Supply not matching post pandemic tourism demand

  • Lusa
  • 26 July 2022

The growth in tourism demand in the post-pandemic is not being accompanied by full recovery of supply.

The exponential growth in tourism demand in the post-pandemic of Covid-19 is not being accompanied by full recovery of supply, creating management problems, revealed a scientific study released on Tuesday by the University of Coimbra (UC).

According to the UC, in a note sent to Lusa news agency, the study “gathered and analysed several scientific contributions on the abrupt halt of the tourism industry because of the Covid-19 pandemic, and the potential of this interruption to rethink tourism strategies.

On the other hand, the scientific article, entitled “Tourism Sustainability and COVID-19 Pandemic: Is There a Positive Side?”, identified “a set of good practices that can contribute to the financial, social and environmental sustainability of tourism.”

Cited in the note on the relevance of bringing the issue of tourism to the discussion in the post-pandemic Covid-19, Cláudia Seabra, a lecturer at the Faculty of Arts, University of Coimbra (FLUC) and researcher at the Centre for Geography and Spatial Planning Studies (CEGOT) and coordinator of the study, stressed that “the exponential growth in demand is not being accompanied by full recovery of supply, creating management problems, overloading, lack of manpower, congestion at airports, among others.

The statement stressed that “the pre-existing excess of tourism, the environmental footprint of aviation and the unbalanced relationship between tourists and residents” still exists.

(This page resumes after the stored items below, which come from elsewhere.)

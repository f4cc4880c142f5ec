use crate::utils::math::Vector2;

/// Half-plane `normal · p <= offset`.
#[derive(Debug, Clone, Copy, PartialEq)]
pub struct Plane {
    normal: Vector2,
    offset: f64,
}

impl Plane {
    pub fn from_point_normal(point: Vector2, normal: Vector2) -> Self {
        let n = normal.normalize_or_zero();
        Self {
            normal: n,
            offset: n.dot(point),
        }
    }

    pub fn signed_distance(&self, point: Vector2) -> f64 {
        self.normal.dot(point) - self.offset
    }
}

/// Clips a segment against `plane`, keeping the part behind it.
///
/// Returns `None` when fewer than two points survive.
pub fn clip_segment(segment: [Vector2; 2], plane: Plane) -> Option<[Vector2; 2]> {
    let [start, end] = segment;
    let start_dist = plane.signed_distance(start);
    let end_dist = plane.signed_distance(end);

    let mut out = [start, end];
    let mut count = 0;

    if start_dist <= 0.0 {
        out[count] = start;
        count += 1;
    }
    if end_dist <= 0.0 {
        out[count] = end;
        count += 1;
    }
    if start_dist * end_dist < 0.0 && count < 2 {
        let alpha = start_dist / (start_dist - end_dist);
        out[count] = start + (end - start) * alpha;
        count += 1;
    }

    (count == 2).then_some(out)
}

Cláudia Seabra considered it necessary to “deal with health and environmental challenges, to create a climate change neutral world in the post-pandemic era, which are also major challenges, in order to boost the tourism industry”.

The “main” good practices identified in the scientific work include “listening to the new concerns of customers” and “providing personalised travel services,” as well as “stimulating innovation and creativity in tourism services.”

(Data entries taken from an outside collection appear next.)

use std::borrow::Cow;

use serde::{Deserialize, Serialize};

use crate::{
    error::{PhysicsError, Result},
    utils::math::{Vector2, Vector2Ext},
};

/// Smallest vertex count accepted for a polygon.
pub const MIN_VERTEX_COUNT: usize = 3;
/// Largest vertex count accepted for a polygon.
pub const MAX_VERTEX_COUNT: usize = 16;

const AREA_EPSILON: f64 = 1e-9;

/// Enumeration of supported body geometries.
#[derive(Debug, Clone, PartialEq, Serialize, Deserialize)]
pub enum Shape {
    Circle { radius: f64 },
    /// Rectangle described by its half extents along the body's local axes.
    Box { half_extents: Vector2 },
    Polygon(Polygon),
}

impl Shape {
    pub fn circle(radius: f64) -> Self {
        Shape::Circle { radius }
    }

    pub fn rect(half_extents: Vector2) -> Self {
        Shape::Box { half_extents }
    }

    pub fn kind_name(&self) -> &'static str {
        match self {
            Shape::Circle { .. } => "Ball",
            Shape::Box { .. } => "Box",
            Shape::Polygon(_) => "Poly",
        }
    }

    /// Boxes and polygons viewed as a convex polygon in body space.
    pub fn as_polygon(&self) -> Option<Cow<'_, Polygon>> {
        match self {
            Shape::Circle { .. } => None,
            Shape::Box { half_extents } => {
                Some(Cow::Owned(Polygon::from_half_extents(*half_extents)))
            }
            Shape::Polygon(polygon) => Some(Cow::Borrowed(polygon)),
        }
    }

    pub fn bounding_radius(&self) -> f64 {
        match self {
            Shape::Circle { radius } => *radius,
            Shape::Box { half_extents } => half_extents.length(),
            Shape::Polygon(polygon) => polygon
                .vertices
                .iter()
                .map(|v| v.length())
                .fold(0.0, f64::max),
        }
    }

    /// Shapes the narrow phase refuses to test.
    pub fn is_degenerate(&self) -> bool {
        match self {
            Shape::Circle { radius } => !(radius.is_finite() && *radius > 0.0),
            Shape::Box { half_extents } => {
                !(half_extents.is_finite_vec() && half_extents.x > 0.0 && half_extents.y > 0.0)
            }
            Shape::Polygon(polygon) => polygon.is_degenerate(),
        }
    }
}

/// Convex polygon with outward face normals, one per edge.
///
/// `normals[i]` belongs to the edge running from `vertices[i]` to
/// `vertices[(i + 1) % n]`. Vertices wind counter-clockwise in a y-up frame.
#[derive(Debug, Clone, PartialEq, Serialize, Deserialize)]
pub struct Polygon {
    pub vertices: Vec<Vector2>,
    pub normals: Vec<Vector2>,
}

/// Area, centroid and unit-density moment of inertia about the centroid.
#[derive(Debug, Clone, Copy, PartialEq)]
pub struct PolygonMassProperties {
    pub area: f64,
    pub centroid: Vector2,
    pub unit_inertia: f64,
}

impl Polygon {
    /// Validates the vertex list and computes face normals.
    ///
    /// Clockwise input is reversed so the normals point outward.
    pub fn new(mut vertices: Vec<Vector2>) -> Result<Self> {
        let count = vertices.len();
        if !(MIN_VERTEX_COUNT..=MAX_VERTEX_COUNT).contains(&count) {
            return Err(PhysicsError::VertexCount {
                count,
                min: MIN_VERTEX_COUNT,
                max: MAX_VERTEX_COUNT,
            });
        }
        if vertices.iter().any(|v| !v.is_finite_vec()) {
            return Err(PhysicsError::DegeneratePolygon);
        }

        let area = signed_area(&vertices);
        if area.abs() <= AREA_EPSILON {
            return Err(PhysicsError::DegeneratePolygon);
        }
        if area < 0.0 {
            log::debug!("reversing clockwise polygon with {count} vertices");
            vertices.reverse();
        }

        let normals = face_normals(&vertices).ok_or(PhysicsError::DegeneratePolygon)?;
        let polygon = Self { vertices, normals };
        if !polygon.is_convex() {
            return Err(PhysicsError::NonConvexPolygon);
        }
        Ok(polygon)
    }

    /// Axis aligned rectangle centred on the origin.
    pub fn from_half_extents(half_extents: Vector2) -> Self {
        let (hx, hy) = (half_extents.x, half_extents.y);
        Self {
            vertices: vec![
                Vector2::new(-hx, -hy),
                Vector2::new(hx, -hy),
                Vector2::new(hx, hy),
                Vector2::new(-hx, hy),
            ],
            normals: vec![
                Vector2::new(0.0, -1.0),
                Vector2::new(1.0, 0.0),
                Vector2::new(0.0, 1.0),
                Vector2::new(-1.0, 0.0),
            ],
        }
    }

    /// Regular polygon inscribed in a circle of `radius`.
    pub fn regular(sides: usize, radius: f64) -> Result<Self> {
        let step = std::f64::consts::TAU / sides.max(1) as f64;
        let vertices = (0..sides)
            .map(|i| Vector2::from_angle(step * i as f64) * radius)
            .collect();
        Self::new(vertices)
    }

    pub fn len(&self) -> usize {
        self.vertices.len()
    }

    pub fn is_empty(&self) -> bool {
        self.vertices.is_empty()
    }

    /// Edge endpoints for face `index`.
    pub fn face(&self, index: usize) -> (Vector2, Vector2) {
        let next = (index + 1) % self.vertices.len();
        (self.vertices[index], self.vertices[next])
    }

    /// Vertex furthest along `direction`.
    pub fn support(&self, direction: Vector2) -> Vector2 {
        let mut best = self.vertices[0];
        let mut best_projection = best.dot(direction);
        for vertex in &self.vertices[1..] {
            let projection = vertex.dot(direction);
            if projection > best_projection {
                best_projection = projection;
                best = *vertex;
            }
        }
        best
    }

    pub fn is_degenerate(&self) -> bool {
        self.vertices.len() < MIN_VERTEX_COUNT
            || self.normals.len() != self.vertices.len()
            || self.vertices.iter().any(|v| !v.is_finite_vec())
            || self
                .normals
                .iter()
                .any(|n| !n.is_finite_vec() || n.length_squared() < 0.5)
            || signed_area(&self.vertices).abs() <= AREA_EPSILON
    }

    fn is_convex(&self) -> bool {
        let n = self.vertices.len();
        (0..n).all(|i| {
            let (a, b) = self.face(i);
            let (_, c) = self.face((i + 1) % n);
            (b - a).cross(c - b) >= -AREA_EPSILON
        })
    }

    /// Fan triangulation from the local origin.
    ///
    /// Returns `None` when the polygon encloses no area.
    pub fn mass_properties(&self) -> Option<PolygonMassProperties> {
        const INV3: f64 = 1.0 / 3.0;

        let mut area = 0.0;
        let mut first_moment = Vector2::ZERO;
        let mut second_moment = 0.0;

        for i in 0..self.vertices.len() {
            let (p1, p2) = self.face(i);
            let d = p1.cross(p2);
            let triangle_area = 0.5 * d;
            area += triangle_area;

            first_moment += (p1 + p2) * (triangle_area * INV3);

            let int_x2 = p1.x * p1.x + p2.x * p1.x + p2.x * p2.x;
            let int_y2 = p1.y * p1.y + p2.y * p1.y + p2.y * p2.y;
            second_moment += (0.25 * INV3 * d) * (int_x2 + int_y2);
        }

        if !(area.is_finite() && area > AREA_EPSILON) {
            return None;
        }

        let centroid = first_moment / area;
        // Shift the origin moment to the centroid.
        let unit_inertia = second_moment - area * centroid.length_squared();

        Some(PolygonMassProperties {
            area,
            centroid,
            unit_inertia,
        })
    }

    /// Moves every vertex by `offset`; normals are unaffected.
    pub fn translate(&mut self, offset: Vector2) {
        for vertex in &mut self.vertices {
            *vertex += offset;
        }
    }
}

/// Shoelace area; positive for counter-clockwise winding in a y-up frame.
pub fn signed_area(vertices: &[Vector2]) -> f64 {
    let n = vertices.len();
    if n < MIN_VERTEX_COUNT {
        return 0.0;
    }
    0.5 * (0..n)
        .map(|i| vertices[i].cross(vertices[(i + 1) % n]))
        .sum::<f64>()
}

fn face_normals(vertices: &[Vector2]) -> Option<Vec<Vector2>> {
    let n = vertices.len();
    (0..n)
        .map(|i| {
            let edge = vertices[(i + 1) % n] - vertices[i];
            let normal = Vector2::new(edge.y, -edge.x);
            let length = normal.length();
            (length > AREA_EPSILON).then(|| normal / length)
        })
        .collect()
}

The study also defended “the promotion and maintenance of travel bubbles,” translated by the “existence of circulation corridors that allow for cooperation between regions and countries.”

Other “much needed practices” include, among others and according to the FLUC/CEGOT researcher, to maintain the reduction of tourism’s environmental footprint, to stimulate the discovery of alternative travel destinations and domestic tourism, to give more emphasis to safety and hygiene issues and “to participate in more balanced practices of managing social relations between tourists and receiving communities.”

Another measure advocated by Cláudia Seabra is to “interrupt the pre-pandemic scenario of ‘overtourism’ (excess tourism demand).”

To “help tourism in the post-pandemic”, the FLUC lecturer pointed out strategies, which include the use of alternative modes of transport, reducing dependence on aviation and meeting safety and quality standards, conservation and rational use of resources, inducing responsible behaviour among tourists and communities and also the use of available infrastructure instead of additional construction.

On the “challenges of the applicability of good practices” set out in the study, the researcher argued that, at the current time, companies and managers in the tourism area “quickly need to recover profit”.

“However, tourists are now more demanding and want quality and safety. On the other hand, residents in tourist destinations have also become more critical and demand respect for their space and their role in tourism activity,” she noted.

In this context, argued Cláudia Seabra, “companies and destination managers need to undertake long-term planning that is not reduced to the recovery of profit, but that passes through sustainable operating tactics.”

The results of the study now released aim to “contribute so that tourism in the post-pandemic is not just a temporary relief of pre-existing unsustainable practices.”